Task to carry out.
Line by line, retype the material below exactly, from its first line up to and including the one holding "use std::collections::HashSet;".

Extracted data.
use super::alpha::{AlphaMapper, AlphaRange, AlphaTable};
use crate::common::config::MplaceConfig;
use crate::common::constants::WELL_COORDINATE_OFFSET;
use crate::common::coordinates::CoordinateTransform;
use crate::domain::{GridIndex, MplaceError, MplaceResult, PlateDimensions};
use crate::modules::layout::{PlateLayout, concentrations_by_material};
use indexmap::IndexMap;
use serde::Serialize;
use std::collections::HashSet;
use tracing::{debug, trace};

#[derive(Debug, Clone, Copy, PartialEq, Eq, Serialize)]
#[serde(rename_all = "lowercase")]
pub enum MarkerShape {
    Circle,
    Square,
}

/// Everything needed to draw one well.
#[derive(Debug, Clone, PartialEq, Serialize)]
pub struct WellMarker {
    pub address: String,
    pub grid: GridIndex,
    pub x: f64,
    pub y: f64,
    pub material: String,
    pub shape: MarkerShape,
    pub alpha: f64,
    pub palette_slot: usize,
}

#[derive(Debug, Clone)]
struct MaterialTable {
    tokens: Vec<String>,
    table: AlphaTable,
}

/// Rendering state for one set of solved plates. Owns the coordinate cache
/// and the per-material alpha tables; dropping the session drops both.
#[derive(Debug, Clone)]
pub struct VisualizationSession {
    dimensions: PlateDimensions,
    control_names: HashSet<String>,
    transform: CoordinateTransform,
    mapper: AlphaMapper,
    tables: IndexMap<String, MaterialTable>,
    palette: IndexMap<String, usize>,
    palette_size: usize,
    column_width: usize,
    table_builds: usize,
}

impl VisualizationSession {
    pub fn new(
        dimensions: PlateDimensions,
        control_names: &[String],
        config: &MplaceConfig,
    ) -> MplaceResult<Self> {
        config.validate()?;
        let visualization = &config.visualization;

        Ok(Self {
            dimensions,
            control_names: control_names.iter().cloned().collect(),
            transform: CoordinateTransform::new(visualization.coordinate_cache_capacity),
            mapper: AlphaMapper::new(AlphaRange::from_config(visualization)?),
            tables: IndexMap::new(),
            palette: IndexMap::new(),
            palette_size: visualization.palette_size,
            column_width: visualization.column_width,
            table_builds: 0,
        })
    }

    pub const fn dimensions(&self) -> PlateDimensions {
        self.dimensions
    }

    /// The longer plate side is drawn horizontally.
    pub const fn is_transposed(&self) -> bool {
        self.dimensions.cols > self.dimensions.rows
    }

    /// Plot width and height in well units.
    pub fn plot_extent(&self) -> (f64, f64) {
        let rows = f64::from(self.dimensions.rows);
        let cols = f64::from(self.dimensions.cols);
        (rows.max(cols), rows.min(cols))
    }

    /// Builds one alpha table per material and assigns palette slots.
    /// A material keeps its existing table while its token list is unchanged.
    pub fn prepare(&mut self, plates: &[PlateLayout]) {
        let concentrations = concentrations_by_material(plates);
        self.tables
            .retain(|material, _| concentrations.contains_key(material));

        for (material, tokens) in &concentrations {
            let texts: Vec<String> = tokens.iter().map(|token| token.as_str().to_string()).collect();
            if self
                .tables
                .get(material)
                .is_some_and(|cached| cached.tokens == texts)
            {
                continue;
            }

            let borrowed: Vec<&str> = texts.iter().map(String::as_str).collect();
            let table = self.mapper.table(&borrowed);
            self.table_builds += 1;
            self.tables.insert(
                material.clone(),
                MaterialTable {
                    tokens: texts,
                    table,
                },
            );
        }

        let mut names: Vec<&String> = concentrations.keys().collect();
        names.sort();
        self.palette = names
            .into_iter()
            .enumerate()
            .map(|(index, name)| (name.clone(), index % self.palette_size))
            .collect();

        debug!(
            materials = self.tables.len(),
            table_builds = self.table_builds,
            "prepared visualization session"
        );
    }

    pub fn alpha_table(&self, material: &str) -> Option<&AlphaTable> {
        self.tables.get(material).map(|cached| &cached.table)
    }

    pub fn palette_slot(&self, material: &str) -> Option<usize> {
        self.palette.get(material).copied()
    }

    /// Number of alpha tables computed over the session's lifetime.
    pub const fn table_builds(&self) -> usize {
        self.table_builds
    }

    /// `(token, alpha)` pairs in rank order.
    pub fn legend(&self, material: &str) -> Option<Vec<(String, f64)>> {
        self.alpha_table(material).map(|table| {
            table
                .iter()
                .map(|(token, alpha)| (token.to_string(), alpha))
                .collect()
        })
    }

    pub fn plate_markers(&mut self, plate: &PlateLayout) -> MplaceResult<Vec<WellMarker>> {
        let mut markers = Vec::with_capacity(plate.assignments.len());
        let transposed = self.is_transposed();

        for assignment in &plate.assignments {
            let grid = self
                .transform
                .to_grid_within(&assignment.address, self.dimensions)
                .map_err(|error| error.with_context(format!("plate {}", plate.plate_id)))?;

            let material = assignment.material_name.as_str();
            let token = assignment.concentration.as_str();
            let alpha = self
                .alpha_table(material)
                .and_then(|table| table.alpha(token))
                .ok_or_else(|| unprepared(material, token))?;
            let palette_slot = self
                .palette_slot(material)
                .ok_or_else(|| unprepared(material, token))?;

            let (x, y) = if transposed {
                (grid.col as f64, grid.row as f64)
            } else {
                (grid.row as f64, grid.col as f64)
            };
            let shape = if self.control_names.contains(material) {
                MarkerShape::Circle
            } else {
                MarkerShape::Square
            };
            trace!(well = %assignment.address, material, alpha, "well marker");

            markers.push(WellMarker {
                address: assignment.address.padded(self.column_width),
                grid,
                x: x + WELL_COORDINATE_OFFSET,
                y: y + WELL_COORDINATE_OFFSET,
                material: material.to_string(),
                shape,
                alpha,
                palette_slot,
            });
        }

        Ok(markers)
    }
}

fn unprepared(material: &str, token: &str) -> MplaceError {
    MplaceError::internal(
        "SYS.SESSION_UNPREPARED",
        format!(
            "no alpha table entry for '{}' at '{}'; prepare the session with every plate first",
            material, token
        ),
    )
}

#[cfg(test)]
mod tests {
    use super::{MarkerShape, VisualizationSession};
    use crate::common::config::MplaceConfig;
    use crate::domain::{GridIndex, MplaceErrorCategory, PlateDimensions};
    use crate::modules::layout::parse_layout_csv;

    const LAYOUT: &str = "\
plate1,A01,Drug1,0.3,1,10
plate1,B02,Drug1,0.1,1,10
plate1,C03,pos,100,3,10
plate2,A01,Drug2,1,2,10
";

    fn session(rows: u32, cols: u32) -> VisualizationSession {
        VisualizationSession::new(
            PlateDimensions::new(rows, cols).expect("dimensions"),
            &["pos".to_string()],
            &MplaceConfig::default(),
        )
        .expect("session")
    }

    #[test]
    fn markers_carry_shape_alpha_and_palette_slot() {
        let plates = parse_layout_csv(LAYOUT).expect("layout");
        let mut session = session(16, 24);
        session.prepare(&plates);

        let markers = session.plate_markers(&plates[0]).expect("markers");
        assert_eq!(markers.len(), 3);

        let first = &markers[0];
        assert_eq!(first.address, "A01");
        assert_eq!(first.grid, GridIndex::new(0, 0));
        assert_eq!(first.shape, MarkerShape::Square);
        assert_eq!(first.alpha, 1.0);
        assert_eq!(first.palette_slot, 0);

        assert_eq!(markers[1].alpha, 0.3);
        assert_eq!(markers[2].shape, MarkerShape::Circle);
        assert_eq!(markers[2].palette_slot, 2);
    }

    #[test]
    fn wide_plates_are_transposed_so_columns_run_horizontally() {
        let plates = parse_layout_csv(LAYOUT).expect("layout");

        let mut wide = session(16, 24);
        wide.prepare(&plates);
        assert!(wide.is_transposed());
        assert_eq!(wide.plot_extent(), (24.0, 16.0));
        let marker = &wide.plate_markers(&plates[0]).expect("markers")[1];
        assert_eq!((marker.x, marker.y), (1.5, 1.5));
        let marker = &wide.plate_markers(&plates[0]).expect("markers")[2];
        assert_eq!((marker.x, marker.y), (2.5, 2.5));

        let tall_layout = parse_layout_csv("p,B01,Drug1,1,1,1").expect("layout");
        let mut tall = session(24, 16);
        tall.prepare(&tall_layout);
        assert!(!tall.is_transposed());
        let marker = &tall.plate_markers(&tall_layout[0]).expect("markers")[0];
        assert_eq!((marker.x, marker.y), (1.5, 0.5));

        let mut wide = session(8, 12);
        wide.prepare(&tall_layout);
        let marker = &wide.plate_markers(&tall_layout[0]).expect("markers")[0];
        assert_eq!((marker.x, marker.y), (0.5, 1.5));
    }

    #[test]
    fn tables_are_built_once_per_material() {
        let plates = parse_layout_csv(LAYOUT).expect("layout");
        let mut session = session(16, 24);
        session.prepare(&plates);
        assert_eq!(session.table_builds(), 3);

        for plate in &plates {
            session.plate_markers(plate).expect("markers");
        }
        session.prepare(&plates);
        assert_eq!(session.table_builds(), 3);

        let changed = parse_layout_csv("plate1,A01,Drug1,0.3,1,10\nplate1,A02,Drug1,3,1,10")
            .expect("layout");
        session.prepare(&changed);
        assert_eq!(session.table_builds(), 4);
        assert!(session.alpha_table("pos").is_none());
    }

    #[test]
    fn legend_lists_tokens_in_rank_order() {
        let plates = parse_layout_csv(LAYOUT).expect("layout");
        let mut session = session(16, 24);
        session.prepare(&plates);

        let legend = session.legend("Drug1").expect("legend");
        assert_eq!(legend, vec![("0.1".to_string(), 0.3), ("0.3".to_string(), 1.0)]);
        assert!(session.legend("missing").is_none());
    }

    #[test]
    fn palette_slots_wrap_around() {
        let rows: String = (0..22)
            .map(|index| format!("plate1,A{:02},m{:02},1,1,1\n", index + 1, index))
            .collect();
        let plates = parse_layout_csv(&rows).expect("layout");
        let mut session = session(16, 24);
        session.prepare(&plates);

        assert_eq!(session.palette_slot("m00"), Some(0));
        assert_eq!(session.palette_slot("m19"), Some(19));
        assert_eq!(session.palette_slot("m20"), Some(0));
        assert_eq!(session.palette_slot("m21"), Some(1));
    }

    #[test]
    fn wells_outside_the_plate_and_unprepared_materials_fail() {
        let plates = parse_layout_csv("plate1,I01,Drug1,1,1,1").expect("layout");
        let mut session = session(8, 12);
        session.prepare(&plates);
        let error = session
            .plate_markers(&plates[0])
            .expect_err("row I is outside an 8-row plate");
        assert_eq!(error.category(), MplaceErrorCategory::BoundsError);

        let inside = parse_layout_csv("plate1,A01,Drug9,1,1,1").expect("layout");
        let error = session
            .plate_markers(&inside[0])
            .expect_err("Drug9 was never prepared");
        assert_eq!(error.placeholder(), "SYS.SESSION_UNPREPARED");
    }
}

Answer section.
use super::alpha::{AlphaMapper, AlphaRange, AlphaTable};
use crate::common::config::MplaceConfig;
use crate::common::constants::WELL_COORDINATE_OFFSET;
use crate::common::coordinates::CoordinateTransform;
use crate::domain::{GridIndex, MplaceError, MplaceResult, PlateDimensions};
use crate::modules::layout::{PlateLayout, concentrations_by_material};
use indexmap::IndexMap;
use serde::Serialize;
use std::collections::HashSet;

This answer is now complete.